- TRY IT:
Scan the entries below for the word "impl" and copy every line in which it occurs.

Stored items:
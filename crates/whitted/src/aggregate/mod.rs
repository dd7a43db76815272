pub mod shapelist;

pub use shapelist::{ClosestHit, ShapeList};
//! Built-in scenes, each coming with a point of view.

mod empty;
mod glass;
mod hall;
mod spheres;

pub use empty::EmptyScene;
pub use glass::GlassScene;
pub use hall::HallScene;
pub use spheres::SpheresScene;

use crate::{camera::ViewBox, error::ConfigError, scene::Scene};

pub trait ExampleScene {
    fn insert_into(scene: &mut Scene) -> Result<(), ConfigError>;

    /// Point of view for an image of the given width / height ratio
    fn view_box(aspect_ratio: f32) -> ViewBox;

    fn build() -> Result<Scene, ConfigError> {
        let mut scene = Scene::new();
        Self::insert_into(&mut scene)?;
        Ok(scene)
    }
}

--

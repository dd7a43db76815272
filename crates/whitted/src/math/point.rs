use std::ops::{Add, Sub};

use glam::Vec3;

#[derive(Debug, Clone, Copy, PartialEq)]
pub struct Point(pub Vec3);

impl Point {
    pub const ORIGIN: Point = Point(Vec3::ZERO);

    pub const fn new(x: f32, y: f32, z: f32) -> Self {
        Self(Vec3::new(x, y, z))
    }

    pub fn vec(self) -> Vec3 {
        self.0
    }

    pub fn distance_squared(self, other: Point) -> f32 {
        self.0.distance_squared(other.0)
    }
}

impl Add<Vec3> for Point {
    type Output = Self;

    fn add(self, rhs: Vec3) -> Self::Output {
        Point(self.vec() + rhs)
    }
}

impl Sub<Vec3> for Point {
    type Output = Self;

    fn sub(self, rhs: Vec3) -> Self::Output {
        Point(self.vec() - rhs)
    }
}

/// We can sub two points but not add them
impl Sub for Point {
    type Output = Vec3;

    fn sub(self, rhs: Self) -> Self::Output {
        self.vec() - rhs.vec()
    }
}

- EXPECTED ANSWER:
impl Point {
impl Add<Vec3> for Point {
impl Sub<Vec3> for Point {
impl Sub for Point {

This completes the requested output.